Problem description: Each line that includes "models" must be copied from the records.

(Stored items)
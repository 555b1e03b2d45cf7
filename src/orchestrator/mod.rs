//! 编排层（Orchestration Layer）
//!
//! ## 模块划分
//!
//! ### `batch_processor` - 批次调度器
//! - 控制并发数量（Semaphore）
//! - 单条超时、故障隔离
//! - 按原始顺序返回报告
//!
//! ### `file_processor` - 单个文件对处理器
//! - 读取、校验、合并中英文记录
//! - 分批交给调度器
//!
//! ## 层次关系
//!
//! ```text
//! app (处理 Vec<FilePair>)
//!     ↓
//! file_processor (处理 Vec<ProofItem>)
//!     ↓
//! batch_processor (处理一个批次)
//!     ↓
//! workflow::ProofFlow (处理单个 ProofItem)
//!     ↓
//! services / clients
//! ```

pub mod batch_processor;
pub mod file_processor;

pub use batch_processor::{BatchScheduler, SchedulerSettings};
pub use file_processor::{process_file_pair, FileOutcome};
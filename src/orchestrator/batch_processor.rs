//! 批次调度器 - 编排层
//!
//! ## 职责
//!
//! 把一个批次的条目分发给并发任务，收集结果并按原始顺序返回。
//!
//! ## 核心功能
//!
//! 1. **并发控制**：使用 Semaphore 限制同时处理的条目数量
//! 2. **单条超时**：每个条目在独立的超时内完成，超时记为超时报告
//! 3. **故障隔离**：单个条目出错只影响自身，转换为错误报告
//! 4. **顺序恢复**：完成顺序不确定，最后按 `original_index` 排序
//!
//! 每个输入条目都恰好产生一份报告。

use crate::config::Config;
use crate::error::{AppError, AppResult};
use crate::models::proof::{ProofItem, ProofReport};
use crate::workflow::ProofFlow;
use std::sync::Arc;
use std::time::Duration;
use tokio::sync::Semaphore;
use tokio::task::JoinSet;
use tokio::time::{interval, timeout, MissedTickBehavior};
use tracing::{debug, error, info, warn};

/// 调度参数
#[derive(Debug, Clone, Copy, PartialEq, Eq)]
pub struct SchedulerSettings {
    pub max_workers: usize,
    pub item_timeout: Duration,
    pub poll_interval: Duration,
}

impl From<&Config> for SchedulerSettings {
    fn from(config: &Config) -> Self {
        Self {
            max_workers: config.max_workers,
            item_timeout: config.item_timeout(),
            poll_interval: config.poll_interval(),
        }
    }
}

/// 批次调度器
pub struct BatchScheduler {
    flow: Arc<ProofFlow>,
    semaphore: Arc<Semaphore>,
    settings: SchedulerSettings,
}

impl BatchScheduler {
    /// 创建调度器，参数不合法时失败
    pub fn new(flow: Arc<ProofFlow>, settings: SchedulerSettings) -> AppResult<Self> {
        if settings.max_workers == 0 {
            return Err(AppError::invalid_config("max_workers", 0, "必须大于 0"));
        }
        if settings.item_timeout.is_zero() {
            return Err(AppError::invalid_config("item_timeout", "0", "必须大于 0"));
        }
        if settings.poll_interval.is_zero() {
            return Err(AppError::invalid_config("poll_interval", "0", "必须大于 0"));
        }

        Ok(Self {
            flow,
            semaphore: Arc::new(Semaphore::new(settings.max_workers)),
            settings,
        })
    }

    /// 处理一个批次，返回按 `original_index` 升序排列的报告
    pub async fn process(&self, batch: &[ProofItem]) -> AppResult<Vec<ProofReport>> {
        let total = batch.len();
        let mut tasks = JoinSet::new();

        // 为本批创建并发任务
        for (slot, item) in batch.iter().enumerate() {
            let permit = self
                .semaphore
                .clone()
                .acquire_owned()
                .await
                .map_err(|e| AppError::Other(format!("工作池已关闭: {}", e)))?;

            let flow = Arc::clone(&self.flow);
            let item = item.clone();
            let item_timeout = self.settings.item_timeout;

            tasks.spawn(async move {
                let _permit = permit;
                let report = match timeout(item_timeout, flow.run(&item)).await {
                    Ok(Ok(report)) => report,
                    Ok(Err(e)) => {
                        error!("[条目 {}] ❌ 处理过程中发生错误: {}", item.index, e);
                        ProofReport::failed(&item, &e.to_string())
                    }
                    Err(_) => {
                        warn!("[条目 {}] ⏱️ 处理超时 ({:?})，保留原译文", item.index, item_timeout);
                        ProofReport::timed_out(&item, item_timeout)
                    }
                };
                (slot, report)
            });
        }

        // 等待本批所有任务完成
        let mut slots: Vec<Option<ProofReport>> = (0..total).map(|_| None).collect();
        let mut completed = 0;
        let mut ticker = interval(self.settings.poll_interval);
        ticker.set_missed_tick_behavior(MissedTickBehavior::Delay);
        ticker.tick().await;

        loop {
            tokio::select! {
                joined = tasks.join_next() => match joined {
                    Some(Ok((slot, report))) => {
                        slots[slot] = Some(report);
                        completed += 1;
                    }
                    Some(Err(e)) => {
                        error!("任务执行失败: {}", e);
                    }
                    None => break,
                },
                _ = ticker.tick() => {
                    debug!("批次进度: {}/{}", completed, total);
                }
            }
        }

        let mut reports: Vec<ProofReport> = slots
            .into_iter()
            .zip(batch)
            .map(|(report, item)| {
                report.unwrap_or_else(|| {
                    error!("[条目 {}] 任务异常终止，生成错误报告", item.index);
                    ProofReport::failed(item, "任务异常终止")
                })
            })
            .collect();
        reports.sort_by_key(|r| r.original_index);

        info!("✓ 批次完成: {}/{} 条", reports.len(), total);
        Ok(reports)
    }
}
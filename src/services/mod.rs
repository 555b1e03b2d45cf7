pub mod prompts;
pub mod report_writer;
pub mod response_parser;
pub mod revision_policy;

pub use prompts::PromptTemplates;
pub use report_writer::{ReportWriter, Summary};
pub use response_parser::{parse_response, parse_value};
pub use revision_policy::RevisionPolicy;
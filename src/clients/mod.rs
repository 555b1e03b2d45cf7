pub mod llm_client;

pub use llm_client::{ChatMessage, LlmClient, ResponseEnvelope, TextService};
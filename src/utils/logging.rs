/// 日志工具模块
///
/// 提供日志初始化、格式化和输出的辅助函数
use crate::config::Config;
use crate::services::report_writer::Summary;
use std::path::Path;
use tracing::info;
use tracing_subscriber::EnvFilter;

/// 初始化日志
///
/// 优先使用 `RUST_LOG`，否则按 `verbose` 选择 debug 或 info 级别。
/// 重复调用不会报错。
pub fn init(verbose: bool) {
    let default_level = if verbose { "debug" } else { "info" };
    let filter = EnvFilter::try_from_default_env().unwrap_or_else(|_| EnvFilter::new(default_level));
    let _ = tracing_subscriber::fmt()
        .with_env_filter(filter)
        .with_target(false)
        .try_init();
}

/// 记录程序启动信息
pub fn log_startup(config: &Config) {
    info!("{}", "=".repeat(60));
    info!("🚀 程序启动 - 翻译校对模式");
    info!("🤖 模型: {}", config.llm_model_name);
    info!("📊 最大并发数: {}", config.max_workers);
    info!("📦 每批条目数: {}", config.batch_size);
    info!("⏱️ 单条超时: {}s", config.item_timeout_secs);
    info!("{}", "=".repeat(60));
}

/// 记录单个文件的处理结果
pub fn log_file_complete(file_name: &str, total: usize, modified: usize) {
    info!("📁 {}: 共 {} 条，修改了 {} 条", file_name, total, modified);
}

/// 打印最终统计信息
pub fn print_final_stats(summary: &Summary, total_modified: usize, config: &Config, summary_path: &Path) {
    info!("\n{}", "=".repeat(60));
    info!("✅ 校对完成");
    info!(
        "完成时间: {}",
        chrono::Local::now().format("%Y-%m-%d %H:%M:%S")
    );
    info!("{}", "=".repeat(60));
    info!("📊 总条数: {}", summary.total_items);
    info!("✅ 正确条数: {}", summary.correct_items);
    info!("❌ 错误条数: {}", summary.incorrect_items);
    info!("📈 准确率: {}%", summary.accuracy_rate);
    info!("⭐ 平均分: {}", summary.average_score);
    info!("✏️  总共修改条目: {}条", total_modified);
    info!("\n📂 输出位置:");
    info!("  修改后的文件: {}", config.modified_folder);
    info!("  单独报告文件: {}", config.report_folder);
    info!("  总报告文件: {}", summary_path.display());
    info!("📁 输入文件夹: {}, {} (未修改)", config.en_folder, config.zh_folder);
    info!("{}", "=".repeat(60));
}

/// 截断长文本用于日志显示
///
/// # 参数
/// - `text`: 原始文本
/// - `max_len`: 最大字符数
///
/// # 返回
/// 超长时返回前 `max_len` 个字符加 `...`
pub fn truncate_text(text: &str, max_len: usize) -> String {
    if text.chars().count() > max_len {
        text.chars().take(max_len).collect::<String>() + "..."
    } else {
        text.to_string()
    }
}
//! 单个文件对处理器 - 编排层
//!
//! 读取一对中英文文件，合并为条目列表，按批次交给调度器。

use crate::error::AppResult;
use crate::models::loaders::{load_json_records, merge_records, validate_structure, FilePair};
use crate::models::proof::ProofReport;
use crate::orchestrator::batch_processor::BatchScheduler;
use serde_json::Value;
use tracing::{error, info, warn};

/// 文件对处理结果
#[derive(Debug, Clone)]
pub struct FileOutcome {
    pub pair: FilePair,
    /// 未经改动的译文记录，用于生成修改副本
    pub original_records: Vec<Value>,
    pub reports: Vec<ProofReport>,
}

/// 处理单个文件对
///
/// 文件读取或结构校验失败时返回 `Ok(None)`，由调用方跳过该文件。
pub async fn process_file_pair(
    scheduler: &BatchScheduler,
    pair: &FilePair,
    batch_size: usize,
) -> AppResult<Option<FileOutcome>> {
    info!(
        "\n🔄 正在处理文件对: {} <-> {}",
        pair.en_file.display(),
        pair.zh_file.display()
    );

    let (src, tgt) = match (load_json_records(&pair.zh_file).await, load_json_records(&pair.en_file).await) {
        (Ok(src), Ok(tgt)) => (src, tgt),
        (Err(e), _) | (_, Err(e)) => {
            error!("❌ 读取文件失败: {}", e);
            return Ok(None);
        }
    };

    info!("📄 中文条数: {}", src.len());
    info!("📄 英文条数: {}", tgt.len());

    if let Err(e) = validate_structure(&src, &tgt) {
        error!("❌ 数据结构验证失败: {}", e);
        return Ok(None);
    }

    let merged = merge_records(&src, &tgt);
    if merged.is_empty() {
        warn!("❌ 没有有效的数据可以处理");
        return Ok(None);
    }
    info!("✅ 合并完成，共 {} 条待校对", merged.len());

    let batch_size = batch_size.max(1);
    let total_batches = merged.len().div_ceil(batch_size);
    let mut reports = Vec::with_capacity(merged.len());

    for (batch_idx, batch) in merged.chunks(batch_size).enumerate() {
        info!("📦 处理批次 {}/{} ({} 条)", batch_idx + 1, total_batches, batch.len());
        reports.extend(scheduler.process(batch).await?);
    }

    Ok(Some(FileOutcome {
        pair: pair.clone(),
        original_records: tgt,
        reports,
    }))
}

Answer area:
use crate::models::proof::{ProofItem, ProofReport};
use crate::models::loaders::{load_json_records, merge_records, validate_structure, FilePair};
use crate::models::proof::ProofReport;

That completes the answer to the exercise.